WHAT IS EXPECTED: Copy each line of the entries that contains the word "services".

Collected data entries
[Start of Attachment]

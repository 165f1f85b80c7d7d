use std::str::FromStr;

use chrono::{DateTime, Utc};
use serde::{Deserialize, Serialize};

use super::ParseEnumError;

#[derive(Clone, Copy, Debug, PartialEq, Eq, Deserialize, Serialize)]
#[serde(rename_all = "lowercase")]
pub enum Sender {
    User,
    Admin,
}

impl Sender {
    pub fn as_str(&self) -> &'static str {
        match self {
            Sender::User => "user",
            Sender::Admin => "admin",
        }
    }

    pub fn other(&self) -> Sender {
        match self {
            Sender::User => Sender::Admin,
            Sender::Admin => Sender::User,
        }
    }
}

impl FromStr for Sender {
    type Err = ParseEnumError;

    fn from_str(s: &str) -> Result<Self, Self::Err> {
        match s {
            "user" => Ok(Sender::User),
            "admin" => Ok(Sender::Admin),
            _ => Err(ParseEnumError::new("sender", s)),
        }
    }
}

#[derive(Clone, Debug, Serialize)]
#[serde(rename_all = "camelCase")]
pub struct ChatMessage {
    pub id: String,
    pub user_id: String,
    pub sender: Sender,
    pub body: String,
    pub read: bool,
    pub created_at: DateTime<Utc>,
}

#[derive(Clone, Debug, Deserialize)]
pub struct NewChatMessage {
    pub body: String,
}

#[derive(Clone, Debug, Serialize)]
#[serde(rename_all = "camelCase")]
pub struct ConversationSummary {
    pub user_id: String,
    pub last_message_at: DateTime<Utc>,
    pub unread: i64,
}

[End of Attachment]
[Start of Attachment]

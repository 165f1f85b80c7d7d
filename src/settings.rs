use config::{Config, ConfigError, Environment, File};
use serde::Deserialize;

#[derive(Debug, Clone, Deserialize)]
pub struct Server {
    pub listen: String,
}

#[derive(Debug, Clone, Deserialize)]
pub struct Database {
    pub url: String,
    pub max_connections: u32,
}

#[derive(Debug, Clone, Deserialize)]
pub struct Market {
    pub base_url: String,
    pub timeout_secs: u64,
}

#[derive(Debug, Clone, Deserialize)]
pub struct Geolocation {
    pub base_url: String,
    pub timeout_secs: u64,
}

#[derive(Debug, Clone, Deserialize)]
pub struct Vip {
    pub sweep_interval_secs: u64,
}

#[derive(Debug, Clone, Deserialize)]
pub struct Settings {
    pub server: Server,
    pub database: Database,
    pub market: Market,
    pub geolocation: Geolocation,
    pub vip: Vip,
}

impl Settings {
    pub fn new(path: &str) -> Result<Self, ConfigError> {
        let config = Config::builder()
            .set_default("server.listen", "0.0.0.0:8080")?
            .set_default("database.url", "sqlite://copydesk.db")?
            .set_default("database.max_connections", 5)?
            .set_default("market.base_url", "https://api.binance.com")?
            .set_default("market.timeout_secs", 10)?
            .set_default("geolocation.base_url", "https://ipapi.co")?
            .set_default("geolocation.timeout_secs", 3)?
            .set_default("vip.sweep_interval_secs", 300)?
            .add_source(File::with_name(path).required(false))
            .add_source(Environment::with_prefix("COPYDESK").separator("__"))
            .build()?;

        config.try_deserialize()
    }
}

[End of Attachment]
[Start of Attachment]

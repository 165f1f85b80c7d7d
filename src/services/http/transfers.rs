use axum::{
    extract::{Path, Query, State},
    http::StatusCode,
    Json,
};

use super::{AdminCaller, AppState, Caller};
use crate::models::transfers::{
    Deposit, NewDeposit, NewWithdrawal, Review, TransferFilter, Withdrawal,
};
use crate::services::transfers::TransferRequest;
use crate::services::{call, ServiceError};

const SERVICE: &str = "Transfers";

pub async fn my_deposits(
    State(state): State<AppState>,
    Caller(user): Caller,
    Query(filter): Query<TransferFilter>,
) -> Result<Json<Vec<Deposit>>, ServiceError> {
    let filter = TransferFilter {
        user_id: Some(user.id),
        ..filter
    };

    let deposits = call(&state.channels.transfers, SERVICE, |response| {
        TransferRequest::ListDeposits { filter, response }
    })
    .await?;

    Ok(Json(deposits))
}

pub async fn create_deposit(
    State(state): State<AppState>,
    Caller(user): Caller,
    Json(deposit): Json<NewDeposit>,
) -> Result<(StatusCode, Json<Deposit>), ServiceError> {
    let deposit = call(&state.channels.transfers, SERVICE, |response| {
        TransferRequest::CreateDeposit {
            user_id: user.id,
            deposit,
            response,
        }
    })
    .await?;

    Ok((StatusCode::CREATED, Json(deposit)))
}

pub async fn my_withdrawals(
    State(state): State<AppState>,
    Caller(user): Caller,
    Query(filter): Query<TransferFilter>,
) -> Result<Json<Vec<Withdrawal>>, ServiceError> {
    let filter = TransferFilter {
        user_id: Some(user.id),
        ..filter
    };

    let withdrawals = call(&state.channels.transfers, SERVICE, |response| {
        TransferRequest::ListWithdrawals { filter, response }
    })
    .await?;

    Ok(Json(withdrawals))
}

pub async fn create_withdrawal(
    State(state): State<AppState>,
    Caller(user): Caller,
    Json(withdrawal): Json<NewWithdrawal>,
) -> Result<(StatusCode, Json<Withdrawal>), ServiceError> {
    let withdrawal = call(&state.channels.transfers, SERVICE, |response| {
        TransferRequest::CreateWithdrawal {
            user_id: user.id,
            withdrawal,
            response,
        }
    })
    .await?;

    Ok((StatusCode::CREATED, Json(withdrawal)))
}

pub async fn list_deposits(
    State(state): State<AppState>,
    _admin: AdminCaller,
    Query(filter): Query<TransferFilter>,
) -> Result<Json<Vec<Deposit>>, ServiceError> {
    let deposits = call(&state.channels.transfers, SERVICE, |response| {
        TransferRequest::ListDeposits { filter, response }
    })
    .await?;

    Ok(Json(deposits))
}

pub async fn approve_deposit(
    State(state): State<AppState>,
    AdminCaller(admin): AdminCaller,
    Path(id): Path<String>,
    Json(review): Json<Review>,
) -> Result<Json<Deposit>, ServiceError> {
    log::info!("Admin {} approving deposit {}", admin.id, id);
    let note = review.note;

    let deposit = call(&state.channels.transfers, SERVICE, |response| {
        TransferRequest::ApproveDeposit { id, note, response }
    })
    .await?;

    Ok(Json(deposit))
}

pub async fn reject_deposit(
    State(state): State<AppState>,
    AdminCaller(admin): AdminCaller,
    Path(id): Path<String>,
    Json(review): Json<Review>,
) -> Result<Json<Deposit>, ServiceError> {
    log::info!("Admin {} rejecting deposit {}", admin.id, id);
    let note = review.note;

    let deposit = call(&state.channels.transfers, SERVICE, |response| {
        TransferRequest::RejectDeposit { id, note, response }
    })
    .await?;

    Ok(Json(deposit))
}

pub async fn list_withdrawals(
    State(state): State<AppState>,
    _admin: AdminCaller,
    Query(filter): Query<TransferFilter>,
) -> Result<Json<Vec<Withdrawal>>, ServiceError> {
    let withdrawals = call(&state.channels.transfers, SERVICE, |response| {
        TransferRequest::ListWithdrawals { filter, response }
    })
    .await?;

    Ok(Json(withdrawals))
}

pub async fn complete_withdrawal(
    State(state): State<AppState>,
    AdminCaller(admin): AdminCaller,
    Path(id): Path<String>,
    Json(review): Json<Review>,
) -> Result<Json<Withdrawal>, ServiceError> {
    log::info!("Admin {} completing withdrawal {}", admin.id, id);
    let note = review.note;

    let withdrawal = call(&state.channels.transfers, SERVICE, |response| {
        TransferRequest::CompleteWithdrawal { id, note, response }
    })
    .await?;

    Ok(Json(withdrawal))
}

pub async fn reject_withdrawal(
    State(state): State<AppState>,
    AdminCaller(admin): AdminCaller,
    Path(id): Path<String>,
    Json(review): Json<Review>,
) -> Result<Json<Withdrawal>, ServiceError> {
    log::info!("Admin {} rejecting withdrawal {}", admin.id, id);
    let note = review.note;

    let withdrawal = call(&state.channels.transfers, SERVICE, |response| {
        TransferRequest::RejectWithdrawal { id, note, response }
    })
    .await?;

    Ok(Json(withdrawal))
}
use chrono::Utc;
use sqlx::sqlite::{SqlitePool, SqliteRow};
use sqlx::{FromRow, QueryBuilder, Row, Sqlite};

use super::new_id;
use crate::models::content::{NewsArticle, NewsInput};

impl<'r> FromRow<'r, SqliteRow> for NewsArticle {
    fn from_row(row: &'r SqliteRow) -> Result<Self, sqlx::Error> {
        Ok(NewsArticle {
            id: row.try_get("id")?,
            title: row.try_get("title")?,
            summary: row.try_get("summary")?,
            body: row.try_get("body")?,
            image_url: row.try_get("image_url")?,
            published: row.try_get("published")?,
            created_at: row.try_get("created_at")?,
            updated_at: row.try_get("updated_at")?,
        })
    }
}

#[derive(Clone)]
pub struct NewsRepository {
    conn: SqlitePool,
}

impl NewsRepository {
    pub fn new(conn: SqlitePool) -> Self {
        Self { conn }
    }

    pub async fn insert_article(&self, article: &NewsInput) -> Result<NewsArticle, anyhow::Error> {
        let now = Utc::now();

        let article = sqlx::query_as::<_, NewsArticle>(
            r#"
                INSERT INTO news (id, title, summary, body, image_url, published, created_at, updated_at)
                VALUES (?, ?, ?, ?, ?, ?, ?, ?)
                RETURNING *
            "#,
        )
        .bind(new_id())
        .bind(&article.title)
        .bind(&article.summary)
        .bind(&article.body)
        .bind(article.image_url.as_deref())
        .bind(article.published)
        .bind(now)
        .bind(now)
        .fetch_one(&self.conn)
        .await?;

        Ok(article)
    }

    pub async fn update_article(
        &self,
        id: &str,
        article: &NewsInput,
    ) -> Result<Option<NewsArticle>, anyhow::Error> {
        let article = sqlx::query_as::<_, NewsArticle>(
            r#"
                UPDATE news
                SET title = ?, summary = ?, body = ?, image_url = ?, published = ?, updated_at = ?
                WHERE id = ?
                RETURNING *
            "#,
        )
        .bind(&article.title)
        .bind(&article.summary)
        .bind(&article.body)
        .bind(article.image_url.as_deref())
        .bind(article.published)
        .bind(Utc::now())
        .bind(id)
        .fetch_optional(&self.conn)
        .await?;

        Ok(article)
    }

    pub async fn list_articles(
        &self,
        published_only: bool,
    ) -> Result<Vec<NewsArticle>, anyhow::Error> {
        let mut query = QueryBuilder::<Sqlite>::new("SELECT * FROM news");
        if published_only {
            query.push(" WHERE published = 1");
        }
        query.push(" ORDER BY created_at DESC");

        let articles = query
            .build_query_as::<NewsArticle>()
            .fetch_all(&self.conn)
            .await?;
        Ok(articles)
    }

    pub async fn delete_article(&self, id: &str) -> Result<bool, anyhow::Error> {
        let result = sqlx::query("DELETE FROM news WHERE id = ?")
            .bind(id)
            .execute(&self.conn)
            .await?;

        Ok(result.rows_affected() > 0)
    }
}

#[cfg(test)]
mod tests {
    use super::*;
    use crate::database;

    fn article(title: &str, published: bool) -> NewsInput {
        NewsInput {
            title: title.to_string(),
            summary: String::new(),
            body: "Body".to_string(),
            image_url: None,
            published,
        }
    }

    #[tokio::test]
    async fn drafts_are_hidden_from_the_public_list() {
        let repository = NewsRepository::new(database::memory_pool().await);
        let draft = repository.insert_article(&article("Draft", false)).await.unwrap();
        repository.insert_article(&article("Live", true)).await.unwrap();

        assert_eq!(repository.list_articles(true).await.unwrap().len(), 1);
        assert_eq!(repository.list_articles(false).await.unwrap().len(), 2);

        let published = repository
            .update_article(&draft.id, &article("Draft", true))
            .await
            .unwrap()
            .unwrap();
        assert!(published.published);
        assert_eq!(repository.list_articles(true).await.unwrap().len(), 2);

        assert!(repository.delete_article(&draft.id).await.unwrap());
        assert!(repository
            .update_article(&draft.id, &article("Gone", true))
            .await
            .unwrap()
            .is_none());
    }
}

[End of Attachment]

WRITTEN SOLUTION:
filename src/services/http/transfers.rs
use crate::services::transfers::TransferRequest;
use crate::services::{call, ServiceError};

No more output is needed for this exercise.